Stapling strategy for slowing helicity interconversion of α-helical peptides and isolating chiral auxiliary-free one-handed forms.

In nature, α-helical peptides adopt right-handed conformations that are dictated by L-amino acids. Isolating one-handed α-helical peptides composed of only achiral components remains a significant challenge. Here, this goal is achieved by optical resolution of the corresponding racemic (quasi-)static α-helical peptide with double stapling, which effectively freezes the interconversion between the right-handed (P)- and left-handed (M)-α-helices. An as-obtained doubly stapled analogue having an unprotected L-valine residue at the C-terminus transforms from a kinetically trapped (M)-α-helix to a thermodynamically stable (P)-α-helix upon heating.
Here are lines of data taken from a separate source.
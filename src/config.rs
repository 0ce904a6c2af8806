use thiserror::Error;

#[derive(Debug, Error)]
pub enum ConfigError {
    #[error("BACKEND_URL not set")]
    MissingBackendUrl,
}

/// Process-wide configuration, read once at startup and injected into the
/// components that need it. Holds the normalized base URL of the content
/// backend (no trailing slash).
#[derive(Clone, Debug)]
pub struct ProxyConfig {
    backend_base: String,
}

impl ProxyConfig {
    pub fn new(backend_base: impl Into<String>) -> Self {
        let base = backend_base.into();
        Self {
            backend_base: base.trim_end_matches('/').to_string(),
        }
    }

    /// Missing or blank BACKEND_URL is a fatal startup error, not deferred
    /// to the first proxied call.
    pub fn from_env() -> Result<Self, ConfigError> {
        match std::env::var("BACKEND_URL") {
            Ok(url) if !url.trim().is_empty() => Ok(Self::new(url)),
            _ => Err(ConfigError::MissingBackendUrl),
        }
    }

    pub fn backend_base(&self) -> &str {
        &self.backend_base
    }

    /// Join an upstream path onto the backend base. Already-absolute URLs
    /// pass through untouched.
    pub fn backend_url(&self, path: &str) -> String {
        if path.starts_with("http") {
            path.to_string()
        } else {
            format!("{}{}", self.backend_base, path)
        }
    }

    /// Turn a storage-relative path from an API payload into a URL the
    /// browser can load. Anything that is not an `uploads/` path is assumed
    /// to be absolute already and returned as-is.
    pub fn absolute_upload_url(&self, path: &str) -> String {
        if path.starts_with("uploads/") {
            format!("{}/{}", self.backend_base, path)
        } else if path.starts_with("/uploads/") {
            format!("{}{}", self.backend_base, path)
        } else {
            path.to_string()
        }
    }
}
use serde_json::{Map, Value};

/// Flatten the backend's envelope conventions: the real record may sit one or
/// more levels down under `data`, and once more under `content`. Sibling keys
/// at the outer level are kept unless the inner record redefines them, in
/// which case the inner value wins. Arrays are never unwrapped; an
/// array-valued `data`/`content` terminates unwrapping at that level.
///
/// Best-effort: non-object input (including arrays and null) comes back
/// unchanged, and the whole operation is idempotent.
pub fn unwrap_data(payload: Value) -> Value {
    let mut current = match payload {
        Value::Object(map) => map,
        other => return other,
    };

    while matches!(current.get("data"), Some(Value::Object(_))) {
        if let Some(Value::Object(inner)) = current.remove("data") {
            merge_into(&mut current, inner);
        }
    }

    // `content` is unwrapped a single level, not repeatedly.
    if matches!(current.get("content"), Some(Value::Object(_))) {
        if let Some(Value::Object(inner)) = current.remove("content") {
            merge_into(&mut current, inner);
        }
    }

    Value::Object(current)
}

fn merge_into(outer: &mut Map<String, Value>, inner: Map<String, Value>) {
    for (key, value) in inner {
        outer.insert(key, value);
    }
}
In contrast, the corresponding singly stapled α-helical peptide undergoes an acid/base-triggered and solvent-induced reversible inversion of its preferred helicity within minutes. The interconversion rates of the singly and doubly stapled α-helical peptide foldamers are approximately 10 6 and 10 12 times slower, respectively, than that of a non-stapled dynamic helical peptide. Therefore, the enantiopure doubly-stapled (quasi-)static α-helical peptide would retain its optical activity for several years at 25 °C.